_TRY IT_
Output every line of the data exactly as it appears.

——————

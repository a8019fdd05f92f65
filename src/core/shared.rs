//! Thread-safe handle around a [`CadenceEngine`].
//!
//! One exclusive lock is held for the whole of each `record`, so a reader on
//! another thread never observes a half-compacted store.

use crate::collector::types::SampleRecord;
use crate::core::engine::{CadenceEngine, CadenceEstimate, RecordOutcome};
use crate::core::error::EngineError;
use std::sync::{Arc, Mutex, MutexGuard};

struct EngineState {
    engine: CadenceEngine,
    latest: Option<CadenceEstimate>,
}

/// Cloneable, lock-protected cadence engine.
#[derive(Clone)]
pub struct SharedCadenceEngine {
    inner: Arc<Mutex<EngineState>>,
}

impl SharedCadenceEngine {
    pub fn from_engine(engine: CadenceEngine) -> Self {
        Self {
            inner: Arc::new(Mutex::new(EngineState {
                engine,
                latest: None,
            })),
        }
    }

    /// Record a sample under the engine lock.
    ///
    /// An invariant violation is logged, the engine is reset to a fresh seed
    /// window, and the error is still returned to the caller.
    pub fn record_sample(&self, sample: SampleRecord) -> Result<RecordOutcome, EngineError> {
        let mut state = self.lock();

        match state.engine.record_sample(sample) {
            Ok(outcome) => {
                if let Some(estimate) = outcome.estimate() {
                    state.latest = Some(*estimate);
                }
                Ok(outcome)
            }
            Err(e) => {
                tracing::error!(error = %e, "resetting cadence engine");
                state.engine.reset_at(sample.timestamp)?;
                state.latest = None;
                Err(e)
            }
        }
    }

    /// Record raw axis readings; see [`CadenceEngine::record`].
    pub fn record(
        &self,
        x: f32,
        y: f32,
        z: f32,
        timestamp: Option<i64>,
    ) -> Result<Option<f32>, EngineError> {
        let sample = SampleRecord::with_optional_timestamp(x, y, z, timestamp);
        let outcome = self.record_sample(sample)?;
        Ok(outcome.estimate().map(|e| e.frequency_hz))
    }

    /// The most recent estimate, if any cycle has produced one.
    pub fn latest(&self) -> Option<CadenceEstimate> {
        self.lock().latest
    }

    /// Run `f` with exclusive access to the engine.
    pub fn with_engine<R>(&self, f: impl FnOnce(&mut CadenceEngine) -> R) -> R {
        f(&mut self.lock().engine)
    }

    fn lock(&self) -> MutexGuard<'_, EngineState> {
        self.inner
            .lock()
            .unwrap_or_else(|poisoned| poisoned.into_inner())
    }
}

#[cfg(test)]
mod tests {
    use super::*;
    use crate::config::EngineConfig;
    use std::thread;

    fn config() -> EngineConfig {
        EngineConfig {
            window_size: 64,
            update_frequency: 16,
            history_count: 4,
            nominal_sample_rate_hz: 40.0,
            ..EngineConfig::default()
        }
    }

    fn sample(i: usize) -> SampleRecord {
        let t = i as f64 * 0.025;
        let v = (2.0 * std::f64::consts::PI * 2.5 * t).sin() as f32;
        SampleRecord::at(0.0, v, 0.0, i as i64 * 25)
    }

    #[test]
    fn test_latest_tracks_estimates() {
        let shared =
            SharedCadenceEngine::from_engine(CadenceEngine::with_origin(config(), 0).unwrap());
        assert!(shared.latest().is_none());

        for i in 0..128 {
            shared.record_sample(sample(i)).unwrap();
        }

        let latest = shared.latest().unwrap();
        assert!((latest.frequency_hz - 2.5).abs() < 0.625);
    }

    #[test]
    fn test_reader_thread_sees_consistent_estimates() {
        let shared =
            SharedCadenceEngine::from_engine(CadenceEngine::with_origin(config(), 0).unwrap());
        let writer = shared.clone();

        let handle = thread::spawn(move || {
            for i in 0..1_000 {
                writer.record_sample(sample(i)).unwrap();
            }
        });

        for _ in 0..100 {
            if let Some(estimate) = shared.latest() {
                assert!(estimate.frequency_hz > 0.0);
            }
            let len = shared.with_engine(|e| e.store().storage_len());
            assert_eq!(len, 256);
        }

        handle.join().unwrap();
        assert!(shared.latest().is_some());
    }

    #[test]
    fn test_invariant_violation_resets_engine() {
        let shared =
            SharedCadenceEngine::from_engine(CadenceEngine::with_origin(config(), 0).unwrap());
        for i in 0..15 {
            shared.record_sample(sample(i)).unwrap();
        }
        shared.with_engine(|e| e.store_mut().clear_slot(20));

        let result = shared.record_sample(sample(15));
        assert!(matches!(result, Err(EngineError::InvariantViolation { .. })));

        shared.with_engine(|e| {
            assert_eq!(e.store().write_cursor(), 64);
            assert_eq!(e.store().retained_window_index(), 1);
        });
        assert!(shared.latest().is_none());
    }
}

——————

_YOUR RESPONSE_
repository a8019fdd05f92f65
filename src/core/shared.rs
//! Thread-safe handle around a [`CadenceEngine`].
//!
//! One exclusive lock is held for the whole of each `record`, so a reader on
//! another thread never observes a half-compacted store.

use crate::collector::types::SampleRecord;
use crate::core::engine::{CadenceEngine, CadenceEstimate, RecordOutcome};
use crate::core::error::EngineError;
use std::sync::{Arc, Mutex, MutexGuard};

struct EngineState {
    engine: CadenceEngine,
    latest: Option<CadenceEstimate>,
}

/// Cloneable, lock-protected cadence engine.
#[derive(Clone)]
pub struct SharedCadenceEngine {
    inner: Arc<Mutex<EngineState>>,
}

impl SharedCadenceEngine {
    pub fn from_engine(engine: CadenceEngine) -> Self {
        Self {
            inner: Arc::new(Mutex::new(EngineState {
                engine,
                latest: None,
            })),
        }
    }

    /// Record a sample under the engine lock.
    ///
    /// An invariant violation is logged, the engine is reset to a fresh seed
    /// window, and the error is still returned to the caller.
    pub fn record_sample(&self, sample: SampleRecord) -> Result<RecordOutcome, EngineError> {
        let mut state = self.lock();

        match state.engine.record_sample(sample) {
            Ok(outcome) => {
                if let Some(estimate) = outcome.estimate() {
                    state.latest = Some(*estimate);
                }
                Ok(outcome)
            }
            Err(e) => {
                tracing::error!(error = %e, "resetting cadence engine");
                state.engine.reset_at(sample.timestamp)?;
                state.latest = None;
                Err(e)
            }
        }
    }

    /// Record raw axis readings; see [`CadenceEngine::record`].
    pub fn record(
        &self,
        x: f32,
        y: f32,
        z: f32,
        timestamp: Option<i64>,
    ) -> Result<Option<f32>, EngineError> {
        let sample = SampleRecord::with_optional_timestamp(x, y, z, timestamp);
        let outcome = self.record_sample(sample)?;
        Ok(outcome.estimate().map(|e| e.frequency_hz))
    }

    /// The most recent estimate, if any cycle has produced one.
    pub fn latest(&self) -> Option<CadenceEstimate> {
        self.lock().latest
    }

    /// Run `f` with exclusive access to the engine.
    pub fn with_engine<R>(&self, f: impl FnOnce(&mut CadenceEngine) -> R) -> R {
        f(&mut self.lock().engine)
    }

    fn lock(&self) -> MutexGuard<'_, EngineState> {
        self.inner
            .lock()
            .unwrap_or_else(|poisoned| poisoned.into_inner())
    }
}

#[cfg(test)]
mod tests {
    use super::*;
    use crate::config::EngineConfig;
    use std::thread;

    fn config() -> EngineConfig {
        EngineConfig {
            window_size: 64,
            update_frequency: 16,
            history_count: 4,
            nominal_sample_rate_hz: 40.0,
            ..EngineConfig::default()
        }
    }

    fn sample(i: usize) -> SampleRecord {
        let t = i as f64 * 0.025;
        let v = (2.0 * std::f64::consts::PI * 2.5 * t).sin() as f32;
        SampleRecord::at(0.0, v, 0.0, i as i64 * 25)
    }

    #[test]
    fn test_latest_tracks_estimates() {
        let shared =
            SharedCadenceEngine::from_engine(CadenceEngine::with_origin(config(), 0).unwrap());
        assert!(shared.latest().is_none());

        for i in 0..128 {
            shared.record_sample(sample(i)).unwrap();
        }

        let latest = shared.latest().unwrap();
        assert!((latest.frequency_hz - 2.5).abs() < 0.625);
    }

    #[test]
    fn test_reader_thread_sees_consistent_estimates() {
        let shared =
            SharedCadenceEngine::from_engine(CadenceEngine::with_origin(config(), 0).unwrap());
        let writer = shared.clone();

        let handle = thread::spawn(move || {
            for i in 0..1_000 {
                writer.record_sample(sample(i)).unwrap();
            }
        });

        for _ in 0..100 {
            if let Some(estimate) = shared.latest() {
                assert!(estimate.frequency_hz > 0.0);
            }
            let len = shared.with_engine(|e| e.store().storage_len());
            assert_eq!(len, 256);
        }

        handle.join().unwrap();
        assert!(shared.latest().is_some());
    }

    #[test]
    fn test_invariant_violation_resets_engine() {
        let shared =
            SharedCadenceEngine::from_engine(CadenceEngine::with_origin(config(), 0).unwrap());
        for i in 0..15 {
            shared.record_sample(sample(i)).unwrap();
        }
        shared.with_engine(|e| e.store_mut().clear_slot(20));

        let result = shared.record_sample(sample(15));
        assert!(matches!(result, Err(EngineError::InvariantViolation { .. })));

        shared.with_engine(|e| {
            assert_eq!(e.store().write_cursor(), 64);
            assert_eq!(e.store().retained_window_index(), 1);
        });
        assert!(shared.latest().is_none());
    }
}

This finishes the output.